MATERIAL FOR THIS TASK -
■ ■ ■ ■ ■ ■ ■

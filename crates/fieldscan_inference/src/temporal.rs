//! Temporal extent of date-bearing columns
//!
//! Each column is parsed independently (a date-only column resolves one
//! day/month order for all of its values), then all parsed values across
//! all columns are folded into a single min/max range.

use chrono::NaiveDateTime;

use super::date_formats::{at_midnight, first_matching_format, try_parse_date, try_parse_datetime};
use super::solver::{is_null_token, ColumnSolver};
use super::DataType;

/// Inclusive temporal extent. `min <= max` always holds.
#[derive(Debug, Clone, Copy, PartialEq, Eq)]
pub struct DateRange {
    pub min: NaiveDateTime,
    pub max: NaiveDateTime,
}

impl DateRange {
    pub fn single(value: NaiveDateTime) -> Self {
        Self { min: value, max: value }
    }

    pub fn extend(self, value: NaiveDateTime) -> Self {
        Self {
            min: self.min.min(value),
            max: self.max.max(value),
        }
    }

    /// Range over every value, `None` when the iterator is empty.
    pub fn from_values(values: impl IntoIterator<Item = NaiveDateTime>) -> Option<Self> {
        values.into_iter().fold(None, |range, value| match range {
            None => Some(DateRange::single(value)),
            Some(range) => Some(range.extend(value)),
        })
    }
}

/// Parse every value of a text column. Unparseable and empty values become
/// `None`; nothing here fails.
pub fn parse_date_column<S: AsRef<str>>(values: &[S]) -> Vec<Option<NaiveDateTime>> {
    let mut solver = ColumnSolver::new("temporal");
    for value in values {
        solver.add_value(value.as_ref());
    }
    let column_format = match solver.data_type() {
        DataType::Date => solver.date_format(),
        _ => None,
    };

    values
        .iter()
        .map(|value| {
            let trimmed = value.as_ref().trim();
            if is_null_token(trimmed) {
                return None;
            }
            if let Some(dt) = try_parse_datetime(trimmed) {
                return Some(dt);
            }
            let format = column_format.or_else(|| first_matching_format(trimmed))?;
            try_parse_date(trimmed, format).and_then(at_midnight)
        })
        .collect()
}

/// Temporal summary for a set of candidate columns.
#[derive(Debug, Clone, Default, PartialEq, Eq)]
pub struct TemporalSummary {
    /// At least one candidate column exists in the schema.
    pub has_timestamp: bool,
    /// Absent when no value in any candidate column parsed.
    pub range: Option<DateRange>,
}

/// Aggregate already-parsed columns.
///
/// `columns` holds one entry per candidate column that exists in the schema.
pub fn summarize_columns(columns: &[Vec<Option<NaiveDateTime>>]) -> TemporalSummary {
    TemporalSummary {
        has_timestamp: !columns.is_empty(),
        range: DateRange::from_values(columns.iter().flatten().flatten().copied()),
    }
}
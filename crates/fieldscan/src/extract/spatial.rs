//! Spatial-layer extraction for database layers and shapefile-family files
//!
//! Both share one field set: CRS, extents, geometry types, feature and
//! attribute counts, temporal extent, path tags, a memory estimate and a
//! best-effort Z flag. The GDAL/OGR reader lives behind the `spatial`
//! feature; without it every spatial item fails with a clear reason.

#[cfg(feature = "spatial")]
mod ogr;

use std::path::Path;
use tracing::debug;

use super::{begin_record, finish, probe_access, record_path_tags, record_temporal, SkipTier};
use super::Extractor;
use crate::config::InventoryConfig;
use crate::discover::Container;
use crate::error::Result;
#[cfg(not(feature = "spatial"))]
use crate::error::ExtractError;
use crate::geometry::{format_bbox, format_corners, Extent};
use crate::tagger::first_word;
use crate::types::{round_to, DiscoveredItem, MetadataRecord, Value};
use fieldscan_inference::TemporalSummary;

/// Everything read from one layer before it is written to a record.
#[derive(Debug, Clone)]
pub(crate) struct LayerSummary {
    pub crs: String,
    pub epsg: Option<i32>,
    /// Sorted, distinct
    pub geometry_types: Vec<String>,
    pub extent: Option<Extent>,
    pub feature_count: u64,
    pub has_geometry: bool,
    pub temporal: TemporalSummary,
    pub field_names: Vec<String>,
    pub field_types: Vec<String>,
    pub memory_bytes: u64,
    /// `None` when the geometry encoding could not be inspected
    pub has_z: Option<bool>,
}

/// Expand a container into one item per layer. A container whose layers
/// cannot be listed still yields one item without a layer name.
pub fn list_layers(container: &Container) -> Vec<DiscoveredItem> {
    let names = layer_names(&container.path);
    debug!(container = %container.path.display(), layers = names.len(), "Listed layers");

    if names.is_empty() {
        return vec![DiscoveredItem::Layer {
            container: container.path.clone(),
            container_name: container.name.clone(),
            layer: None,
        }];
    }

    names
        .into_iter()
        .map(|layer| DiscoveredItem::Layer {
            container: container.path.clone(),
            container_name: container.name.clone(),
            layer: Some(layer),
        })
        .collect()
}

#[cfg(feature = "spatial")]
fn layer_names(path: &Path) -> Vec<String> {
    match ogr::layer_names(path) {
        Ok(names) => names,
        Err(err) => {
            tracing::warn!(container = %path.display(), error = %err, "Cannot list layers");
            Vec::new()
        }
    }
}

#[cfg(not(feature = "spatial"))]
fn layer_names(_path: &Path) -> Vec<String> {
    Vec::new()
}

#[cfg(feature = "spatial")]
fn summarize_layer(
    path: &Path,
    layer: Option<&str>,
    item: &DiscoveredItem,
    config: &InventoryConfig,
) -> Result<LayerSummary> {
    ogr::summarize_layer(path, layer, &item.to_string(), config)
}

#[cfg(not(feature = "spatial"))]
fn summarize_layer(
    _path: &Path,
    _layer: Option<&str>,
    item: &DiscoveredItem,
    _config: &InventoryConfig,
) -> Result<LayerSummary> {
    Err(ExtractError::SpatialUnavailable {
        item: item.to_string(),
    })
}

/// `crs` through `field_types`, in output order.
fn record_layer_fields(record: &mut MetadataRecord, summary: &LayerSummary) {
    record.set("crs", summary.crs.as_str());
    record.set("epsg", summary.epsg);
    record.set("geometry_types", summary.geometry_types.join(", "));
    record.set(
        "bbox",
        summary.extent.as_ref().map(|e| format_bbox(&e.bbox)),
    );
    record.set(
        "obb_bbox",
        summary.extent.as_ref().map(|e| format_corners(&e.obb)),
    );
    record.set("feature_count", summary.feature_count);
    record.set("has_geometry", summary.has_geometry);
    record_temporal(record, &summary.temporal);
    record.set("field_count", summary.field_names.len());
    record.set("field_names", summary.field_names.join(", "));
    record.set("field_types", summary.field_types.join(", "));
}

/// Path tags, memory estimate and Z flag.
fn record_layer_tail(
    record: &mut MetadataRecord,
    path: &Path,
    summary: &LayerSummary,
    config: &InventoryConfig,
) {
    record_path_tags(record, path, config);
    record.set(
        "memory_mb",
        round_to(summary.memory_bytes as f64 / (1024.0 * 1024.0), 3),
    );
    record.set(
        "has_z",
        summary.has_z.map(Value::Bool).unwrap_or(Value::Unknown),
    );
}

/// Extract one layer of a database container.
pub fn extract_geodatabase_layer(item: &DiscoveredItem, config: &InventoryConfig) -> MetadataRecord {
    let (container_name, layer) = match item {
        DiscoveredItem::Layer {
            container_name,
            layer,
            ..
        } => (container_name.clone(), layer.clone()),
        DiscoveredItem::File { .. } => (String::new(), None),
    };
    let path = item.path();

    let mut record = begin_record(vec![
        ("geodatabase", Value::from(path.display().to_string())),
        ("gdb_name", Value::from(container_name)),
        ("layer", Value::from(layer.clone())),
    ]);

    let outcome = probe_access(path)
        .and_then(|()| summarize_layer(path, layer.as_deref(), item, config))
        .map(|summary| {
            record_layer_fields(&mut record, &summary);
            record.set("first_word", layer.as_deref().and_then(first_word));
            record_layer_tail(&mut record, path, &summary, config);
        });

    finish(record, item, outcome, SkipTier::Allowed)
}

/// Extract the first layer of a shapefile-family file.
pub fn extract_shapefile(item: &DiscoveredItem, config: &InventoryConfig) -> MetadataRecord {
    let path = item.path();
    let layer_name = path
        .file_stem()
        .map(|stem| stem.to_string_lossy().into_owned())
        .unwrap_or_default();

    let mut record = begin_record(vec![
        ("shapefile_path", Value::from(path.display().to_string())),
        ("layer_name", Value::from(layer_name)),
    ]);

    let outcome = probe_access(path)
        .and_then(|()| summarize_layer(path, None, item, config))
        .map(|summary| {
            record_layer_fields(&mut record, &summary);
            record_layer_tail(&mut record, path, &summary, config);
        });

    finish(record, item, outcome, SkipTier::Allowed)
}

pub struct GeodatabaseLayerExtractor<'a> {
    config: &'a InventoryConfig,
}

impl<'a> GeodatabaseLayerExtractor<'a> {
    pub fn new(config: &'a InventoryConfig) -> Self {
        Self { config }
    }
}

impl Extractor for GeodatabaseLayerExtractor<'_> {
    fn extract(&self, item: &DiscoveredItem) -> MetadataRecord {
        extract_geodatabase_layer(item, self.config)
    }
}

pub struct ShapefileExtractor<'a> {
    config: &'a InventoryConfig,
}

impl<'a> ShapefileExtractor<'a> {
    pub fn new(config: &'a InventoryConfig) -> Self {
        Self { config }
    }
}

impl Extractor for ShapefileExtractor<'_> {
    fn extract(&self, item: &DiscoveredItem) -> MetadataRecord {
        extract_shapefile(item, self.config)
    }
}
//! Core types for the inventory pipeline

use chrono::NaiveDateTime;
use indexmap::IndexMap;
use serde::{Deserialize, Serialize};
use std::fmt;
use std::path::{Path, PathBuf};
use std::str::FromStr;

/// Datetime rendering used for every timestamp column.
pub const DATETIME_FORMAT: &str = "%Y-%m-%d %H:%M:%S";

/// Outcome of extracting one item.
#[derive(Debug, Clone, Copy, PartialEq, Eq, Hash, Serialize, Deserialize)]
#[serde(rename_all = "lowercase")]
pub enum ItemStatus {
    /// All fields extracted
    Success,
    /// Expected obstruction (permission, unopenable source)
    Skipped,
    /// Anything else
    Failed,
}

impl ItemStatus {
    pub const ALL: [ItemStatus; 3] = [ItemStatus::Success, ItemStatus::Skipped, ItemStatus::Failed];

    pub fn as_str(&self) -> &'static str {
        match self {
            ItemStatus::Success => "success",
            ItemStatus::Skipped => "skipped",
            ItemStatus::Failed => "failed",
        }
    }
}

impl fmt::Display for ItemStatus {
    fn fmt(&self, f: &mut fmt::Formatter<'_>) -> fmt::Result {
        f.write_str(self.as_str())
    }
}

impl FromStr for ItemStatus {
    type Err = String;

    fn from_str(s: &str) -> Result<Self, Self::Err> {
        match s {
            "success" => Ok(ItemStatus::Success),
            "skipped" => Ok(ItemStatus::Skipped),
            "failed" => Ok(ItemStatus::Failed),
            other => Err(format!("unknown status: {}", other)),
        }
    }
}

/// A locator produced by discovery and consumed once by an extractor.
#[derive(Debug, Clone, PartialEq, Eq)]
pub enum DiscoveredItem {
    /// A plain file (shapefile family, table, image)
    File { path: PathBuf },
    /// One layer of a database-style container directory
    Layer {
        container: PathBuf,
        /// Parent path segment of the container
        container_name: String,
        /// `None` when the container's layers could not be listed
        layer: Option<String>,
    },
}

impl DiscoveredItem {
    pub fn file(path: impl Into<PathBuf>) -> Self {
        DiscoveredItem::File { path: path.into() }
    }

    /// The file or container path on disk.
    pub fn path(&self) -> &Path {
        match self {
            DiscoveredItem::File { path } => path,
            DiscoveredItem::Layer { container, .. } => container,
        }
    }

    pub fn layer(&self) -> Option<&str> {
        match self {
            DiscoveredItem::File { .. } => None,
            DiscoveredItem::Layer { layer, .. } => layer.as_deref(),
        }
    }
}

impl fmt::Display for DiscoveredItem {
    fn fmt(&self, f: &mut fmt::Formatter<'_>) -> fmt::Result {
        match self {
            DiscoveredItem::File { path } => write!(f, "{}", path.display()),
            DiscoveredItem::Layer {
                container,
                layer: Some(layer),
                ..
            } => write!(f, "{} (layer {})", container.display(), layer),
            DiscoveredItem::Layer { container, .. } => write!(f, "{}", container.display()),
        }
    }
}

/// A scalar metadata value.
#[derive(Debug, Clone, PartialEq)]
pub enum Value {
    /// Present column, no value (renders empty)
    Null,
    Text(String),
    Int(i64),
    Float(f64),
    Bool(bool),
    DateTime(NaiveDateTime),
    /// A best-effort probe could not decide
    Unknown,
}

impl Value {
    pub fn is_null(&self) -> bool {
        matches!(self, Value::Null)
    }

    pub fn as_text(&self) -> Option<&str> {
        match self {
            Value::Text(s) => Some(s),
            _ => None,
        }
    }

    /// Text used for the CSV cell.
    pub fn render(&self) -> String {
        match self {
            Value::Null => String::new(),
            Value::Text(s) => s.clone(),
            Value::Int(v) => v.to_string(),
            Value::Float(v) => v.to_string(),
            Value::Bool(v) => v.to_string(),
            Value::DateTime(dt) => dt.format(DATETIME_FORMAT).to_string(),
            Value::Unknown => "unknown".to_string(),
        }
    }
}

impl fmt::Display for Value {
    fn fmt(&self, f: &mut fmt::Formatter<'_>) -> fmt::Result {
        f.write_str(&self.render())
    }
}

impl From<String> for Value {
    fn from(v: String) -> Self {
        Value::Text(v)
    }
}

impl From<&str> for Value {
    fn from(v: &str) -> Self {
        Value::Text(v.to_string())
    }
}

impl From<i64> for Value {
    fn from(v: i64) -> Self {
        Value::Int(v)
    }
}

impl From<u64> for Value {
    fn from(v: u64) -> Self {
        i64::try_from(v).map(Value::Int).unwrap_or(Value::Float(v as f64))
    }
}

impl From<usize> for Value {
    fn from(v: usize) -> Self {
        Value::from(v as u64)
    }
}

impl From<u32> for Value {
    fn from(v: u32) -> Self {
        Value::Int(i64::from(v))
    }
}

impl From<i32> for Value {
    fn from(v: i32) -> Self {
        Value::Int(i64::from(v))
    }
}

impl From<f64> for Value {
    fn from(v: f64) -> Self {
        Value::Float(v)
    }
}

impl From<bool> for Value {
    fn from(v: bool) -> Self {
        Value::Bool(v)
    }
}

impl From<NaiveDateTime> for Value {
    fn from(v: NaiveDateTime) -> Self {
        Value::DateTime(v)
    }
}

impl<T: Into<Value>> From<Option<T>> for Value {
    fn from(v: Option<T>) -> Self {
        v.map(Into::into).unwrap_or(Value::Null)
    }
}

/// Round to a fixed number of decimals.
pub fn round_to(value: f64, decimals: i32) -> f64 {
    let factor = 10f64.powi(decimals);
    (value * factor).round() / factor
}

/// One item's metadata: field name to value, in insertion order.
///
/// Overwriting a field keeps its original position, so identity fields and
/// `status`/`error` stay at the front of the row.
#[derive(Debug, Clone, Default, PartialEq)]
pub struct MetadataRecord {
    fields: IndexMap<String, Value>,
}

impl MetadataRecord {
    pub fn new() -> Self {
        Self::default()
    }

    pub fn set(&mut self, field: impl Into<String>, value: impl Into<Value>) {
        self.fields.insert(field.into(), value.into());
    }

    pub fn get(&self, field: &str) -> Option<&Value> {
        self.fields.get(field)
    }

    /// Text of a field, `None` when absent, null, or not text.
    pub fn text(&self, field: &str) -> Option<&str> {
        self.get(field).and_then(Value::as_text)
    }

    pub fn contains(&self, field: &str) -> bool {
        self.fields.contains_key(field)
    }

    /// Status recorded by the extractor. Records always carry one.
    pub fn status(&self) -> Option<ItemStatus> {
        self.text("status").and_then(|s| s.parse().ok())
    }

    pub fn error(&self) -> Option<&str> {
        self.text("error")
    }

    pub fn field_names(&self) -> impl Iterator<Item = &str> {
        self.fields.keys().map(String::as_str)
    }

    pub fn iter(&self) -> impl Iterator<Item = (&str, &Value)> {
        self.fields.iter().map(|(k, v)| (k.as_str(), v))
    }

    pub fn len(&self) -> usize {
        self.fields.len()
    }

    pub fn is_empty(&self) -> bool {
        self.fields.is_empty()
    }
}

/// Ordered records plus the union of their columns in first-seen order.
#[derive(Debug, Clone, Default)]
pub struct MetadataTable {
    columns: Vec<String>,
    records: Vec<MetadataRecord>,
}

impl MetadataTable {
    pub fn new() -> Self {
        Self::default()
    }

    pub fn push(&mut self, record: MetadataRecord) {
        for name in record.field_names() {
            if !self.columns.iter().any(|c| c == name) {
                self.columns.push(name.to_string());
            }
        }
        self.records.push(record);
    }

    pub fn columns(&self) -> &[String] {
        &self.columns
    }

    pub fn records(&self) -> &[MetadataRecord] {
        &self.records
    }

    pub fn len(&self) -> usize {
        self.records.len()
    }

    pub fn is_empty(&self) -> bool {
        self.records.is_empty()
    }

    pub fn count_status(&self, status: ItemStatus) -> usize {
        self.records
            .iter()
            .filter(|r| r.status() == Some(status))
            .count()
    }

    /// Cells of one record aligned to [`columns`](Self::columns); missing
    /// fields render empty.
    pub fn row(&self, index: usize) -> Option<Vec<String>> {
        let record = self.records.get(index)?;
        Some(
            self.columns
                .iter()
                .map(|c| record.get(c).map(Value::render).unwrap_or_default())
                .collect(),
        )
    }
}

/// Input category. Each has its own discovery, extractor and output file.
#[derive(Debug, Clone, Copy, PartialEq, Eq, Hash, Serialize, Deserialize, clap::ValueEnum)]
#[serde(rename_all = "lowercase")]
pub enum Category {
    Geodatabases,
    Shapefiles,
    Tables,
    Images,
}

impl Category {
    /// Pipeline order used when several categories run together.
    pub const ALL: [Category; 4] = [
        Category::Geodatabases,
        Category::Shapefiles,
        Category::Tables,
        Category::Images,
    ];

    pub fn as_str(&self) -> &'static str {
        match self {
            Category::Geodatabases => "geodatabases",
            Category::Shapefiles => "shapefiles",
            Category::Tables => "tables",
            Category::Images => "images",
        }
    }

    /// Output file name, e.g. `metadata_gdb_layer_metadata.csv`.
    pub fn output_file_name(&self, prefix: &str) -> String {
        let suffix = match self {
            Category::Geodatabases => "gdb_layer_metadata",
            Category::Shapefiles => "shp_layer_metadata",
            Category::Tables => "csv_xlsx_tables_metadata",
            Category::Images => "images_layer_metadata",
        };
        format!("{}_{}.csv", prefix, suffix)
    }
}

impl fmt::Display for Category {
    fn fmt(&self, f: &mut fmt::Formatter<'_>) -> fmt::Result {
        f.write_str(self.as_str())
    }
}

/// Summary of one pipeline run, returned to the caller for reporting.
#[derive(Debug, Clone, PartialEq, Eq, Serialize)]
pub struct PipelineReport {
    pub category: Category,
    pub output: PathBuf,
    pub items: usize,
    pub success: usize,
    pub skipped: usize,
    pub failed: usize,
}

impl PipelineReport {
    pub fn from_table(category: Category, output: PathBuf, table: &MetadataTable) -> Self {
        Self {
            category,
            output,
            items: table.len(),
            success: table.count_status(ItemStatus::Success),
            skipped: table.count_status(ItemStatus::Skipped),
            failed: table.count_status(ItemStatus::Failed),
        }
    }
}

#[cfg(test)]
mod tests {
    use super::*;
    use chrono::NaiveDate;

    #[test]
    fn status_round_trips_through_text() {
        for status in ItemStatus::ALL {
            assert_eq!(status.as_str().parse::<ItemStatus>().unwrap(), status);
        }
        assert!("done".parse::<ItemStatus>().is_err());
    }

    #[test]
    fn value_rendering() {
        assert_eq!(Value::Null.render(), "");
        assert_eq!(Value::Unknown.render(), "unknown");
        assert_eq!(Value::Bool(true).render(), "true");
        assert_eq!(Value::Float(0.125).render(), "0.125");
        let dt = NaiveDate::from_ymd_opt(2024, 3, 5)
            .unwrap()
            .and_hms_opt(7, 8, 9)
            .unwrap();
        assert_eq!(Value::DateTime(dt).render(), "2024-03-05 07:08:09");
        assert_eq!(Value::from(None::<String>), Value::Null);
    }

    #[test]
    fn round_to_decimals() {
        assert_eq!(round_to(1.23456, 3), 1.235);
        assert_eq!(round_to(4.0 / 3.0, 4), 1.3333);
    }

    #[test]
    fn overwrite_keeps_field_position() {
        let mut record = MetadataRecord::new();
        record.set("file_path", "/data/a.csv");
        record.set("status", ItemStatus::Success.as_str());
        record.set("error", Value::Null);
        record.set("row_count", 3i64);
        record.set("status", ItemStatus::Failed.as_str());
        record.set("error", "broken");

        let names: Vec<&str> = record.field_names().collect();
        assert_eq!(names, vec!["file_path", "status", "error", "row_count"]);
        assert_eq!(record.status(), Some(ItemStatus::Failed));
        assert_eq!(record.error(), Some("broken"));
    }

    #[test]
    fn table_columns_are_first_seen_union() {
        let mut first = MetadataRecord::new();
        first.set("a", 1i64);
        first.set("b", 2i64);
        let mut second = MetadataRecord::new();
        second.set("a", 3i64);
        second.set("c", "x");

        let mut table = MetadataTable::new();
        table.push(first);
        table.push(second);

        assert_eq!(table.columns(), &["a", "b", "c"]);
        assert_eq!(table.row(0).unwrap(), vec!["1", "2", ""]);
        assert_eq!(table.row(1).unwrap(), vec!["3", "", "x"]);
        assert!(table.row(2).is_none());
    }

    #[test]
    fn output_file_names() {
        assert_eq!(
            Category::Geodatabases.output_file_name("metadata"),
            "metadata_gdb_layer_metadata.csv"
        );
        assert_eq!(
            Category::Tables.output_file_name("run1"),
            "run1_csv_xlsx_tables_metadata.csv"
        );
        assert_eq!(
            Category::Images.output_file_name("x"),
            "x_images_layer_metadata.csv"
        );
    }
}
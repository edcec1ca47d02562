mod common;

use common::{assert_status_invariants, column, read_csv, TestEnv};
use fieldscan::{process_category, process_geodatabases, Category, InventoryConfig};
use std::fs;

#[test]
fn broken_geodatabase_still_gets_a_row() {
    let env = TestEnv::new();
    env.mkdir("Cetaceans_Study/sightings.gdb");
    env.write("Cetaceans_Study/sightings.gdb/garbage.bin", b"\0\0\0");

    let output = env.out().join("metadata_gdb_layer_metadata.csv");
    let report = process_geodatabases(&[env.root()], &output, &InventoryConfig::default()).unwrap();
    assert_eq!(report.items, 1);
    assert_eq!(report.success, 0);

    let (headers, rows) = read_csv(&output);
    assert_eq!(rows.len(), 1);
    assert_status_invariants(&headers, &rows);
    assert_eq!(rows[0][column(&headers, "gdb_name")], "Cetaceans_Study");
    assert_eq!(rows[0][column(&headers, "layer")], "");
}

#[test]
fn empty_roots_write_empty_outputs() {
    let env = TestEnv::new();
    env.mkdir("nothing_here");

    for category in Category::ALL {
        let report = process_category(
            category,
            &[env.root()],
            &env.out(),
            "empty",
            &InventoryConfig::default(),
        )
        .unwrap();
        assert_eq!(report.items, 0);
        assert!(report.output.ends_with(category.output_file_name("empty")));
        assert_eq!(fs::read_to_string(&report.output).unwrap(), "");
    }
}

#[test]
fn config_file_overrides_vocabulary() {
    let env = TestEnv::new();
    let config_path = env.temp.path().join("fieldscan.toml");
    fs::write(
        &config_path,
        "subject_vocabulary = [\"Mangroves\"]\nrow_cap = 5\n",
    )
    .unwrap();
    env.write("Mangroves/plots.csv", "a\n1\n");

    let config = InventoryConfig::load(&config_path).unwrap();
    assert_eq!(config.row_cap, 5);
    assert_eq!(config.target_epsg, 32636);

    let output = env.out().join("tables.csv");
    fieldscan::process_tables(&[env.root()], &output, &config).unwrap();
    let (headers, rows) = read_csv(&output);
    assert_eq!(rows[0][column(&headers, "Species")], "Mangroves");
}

■ ■ ■ ■ ■ ■ ■

TASK TO COMPLETE -
If a line of the data contains the word "best", it counts toward the total; state that total alone.

RESPONSE TO THE TASK -
2